L’athéologie se présente donc comme une science de la déconstruction du religieux, une discipline qui suppose « la mobilisation de domaines multiples » : psychologie et psychanalyse pour « envisager les mécanismes de la fonction fabulatrice » ; archéologie pour mettre les livres saints à l’épreuve du témoignage factuel ; linguistique, histoire, etc. Et philosophie pour coordonner l’entreprise, avec en ligne d’horizon l’avènement d’« une physique de la métaphysique, donc une réelle théorie de l’immanence, une ontologie matérialiste ».
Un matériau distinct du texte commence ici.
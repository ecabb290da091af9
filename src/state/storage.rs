//! File storage used for recordings and their sidecars

use log::debug;
use std::fs;
use std::io;
use std::path::{Path, PathBuf};

/// The file operations the engine needs from durable storage
pub trait Storage: Send + Sync {
    /// List the entries of a directory
    fn read_dir(&self, dir: &Path) -> io::Result<Vec<PathBuf>>;

    fn write_file(&self, path: &Path, contents: &str) -> io::Result<()>;

    fn read_file(&self, path: &Path) -> io::Result<String>;

    fn move_file(&self, from: &Path, to: &Path) -> io::Result<()>;

    fn unlink(&self, path: &Path) -> io::Result<()>;

    fn exists(&self, path: &Path) -> bool;
}

/// `Storage` on the local file system
#[derive(Clone, Copy, Debug, Default)]
pub struct FsStorage;

impl FsStorage {
    pub fn new() -> Self {
        Self
    }
}

impl Storage for FsStorage {
    fn read_dir(&self, dir: &Path) -> io::Result<Vec<PathBuf>> {
        fs::read_dir(dir)?
            .map(|entry| entry.map(|e| e.path()))
            .collect()
    }

    fn write_file(&self, path: &Path, contents: &str) -> io::Result<()> {
        if let Some(parent) = path.parent() {
            if !parent.as_os_str().is_empty() {
                fs::create_dir_all(parent)?;
            }
        }
        fs::write(path, contents)
    }

    fn read_file(&self, path: &Path) -> io::Result<String> {
        fs::read_to_string(path)
    }

    fn move_file(&self, from: &Path, to: &Path) -> io::Result<()> {
        if let Some(parent) = to.parent() {
            if !parent.as_os_str().is_empty() {
                fs::create_dir_all(parent)?;
            }
        }
        match fs::rename(from, to) {
            Ok(()) => Ok(()),
            Err(rename_err) => {
                // Capture temp files may live on another device
                if !from.exists() {
                    return Err(rename_err);
                }
                debug!(
                    "rename {:?} -> {:?} failed ({}), falling back to copy",
                    from,
                    to,
                    rename_err
                );
                fs::copy(from, to)?;
                fs::remove_file(from)
            }
        }
    }

    fn unlink(&self, path: &Path) -> io::Result<()> {
        fs::remove_file(path)
    }

    fn exists(&self, path: &Path) -> bool {
        path.exists()
    }
}

#[cfg(test)]
mod tests {
    use super::*;

    #[test]
    fn test_write_read_move_unlink() {
        let dir = tempfile::tempdir().unwrap();
        let storage = FsStorage::new();
        let a = dir.path().join("nested").join("a.txt");
        let b = dir.path().join("b.txt");

        storage.write_file(&a, "hello").unwrap();
        assert!(storage.exists(&a));
        assert_eq!(storage.read_file(&a).unwrap(), "hello");

        storage.move_file(&a, &b).unwrap();
        assert!(!storage.exists(&a));
        assert_eq!(storage.read_file(&b).unwrap(), "hello");

        storage.unlink(&b).unwrap();
        assert!(!storage.exists(&b));
    }

    #[test]
    fn test_move_missing_file_fails() {
        let dir = tempfile::tempdir().unwrap();
        let storage = FsStorage::new();
        let result = storage.move_file(&dir.path().join("nope"), &dir.path().join("dest"));
        assert!(result.is_err());
    }

    #[test]
    fn test_read_dir_lists_entries() {
        let dir = tempfile::tempdir().unwrap();
        let storage = FsStorage::new();
        storage.write_file(&dir.path().join("x.wav"), "").unwrap();
        storage.write_file(&dir.path().join("y.wav"), "").unwrap();

        let mut entries = storage.read_dir(dir.path()).unwrap();
        entries.sort();
        assert_eq!(
            entries,
            vec![dir.path().join("x.wav"), dir.path().join("y.wav")]
        );
    }
}
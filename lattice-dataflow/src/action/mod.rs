//! Actions
//!
//! An [`Action`] is a deferred request to mutate state. It is built during a
//! traversal, handed to the renderer or a timer, and triggered later by an
//! external event.
//!
//! # How Triggering Works
//!
//! 1. The host asks [`Action::is_ready`] to decide whether to offer the action
//!    (enable a button, arm a timer).
//! 2. On trigger, the action is *latched*: readiness is checked again and every
//!    value the action needs is read. Nothing has been written yet.
//! 3. If every part latched, the recorded writes run in declared order.
//!    Otherwise nothing runs and the caller receives [`NotReady`].
//!
//! # Building Actions
//!
//! - Operators on writable signals: [`Signal::reset`], [`Signal::assign`],
//!   [`Signal::increment`], [`Signal::add_assign`], [`Signal::toggle`], ...
//! - [`callback`] wraps external code taking a value.
//! - [`Action::bind`] fixes an argument to a signal's value at trigger time.
//! - [`sequence`] and [`Action::then`] combine actions atomically.
//!
//! [`Signal::reset`]: crate::signal::Signal::reset
//! [`Signal::assign`]: crate::signal::Signal::assign
//! [`Signal::increment`]: crate::signal::Signal::increment
//! [`Signal::add_assign`]: crate::signal::Signal::add_assign
//! [`Signal::toggle`]: crate::signal::Signal::toggle

mod combine;
mod ops;

pub use combine::{callback, noop, sequence, Action, Effect};
pub use crate::error::{Blocker, NotReady};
M. Onfray multiplie les exemples piochés dans l’histoire des religions – et donc les risques de se faire anathémiser – afin de faire de son argumentaire un acte d’accusation valant condamnation à mort. Son discours, très documenté, ne comporte que très peu d’erreurs factuelles. Il n’est pas faux, il est juste orienté. Il souligne méthodiquement la face obscure des religions, les contradictions qui émaillent Bibles et Coran, et s’abstient avec constance d’évoquer les lumières d’une Andalousie de la tolérance, d’un Maïmonide, d’un Ibn al-Muqaffa’ (5) ou d’un Matteo Ricci.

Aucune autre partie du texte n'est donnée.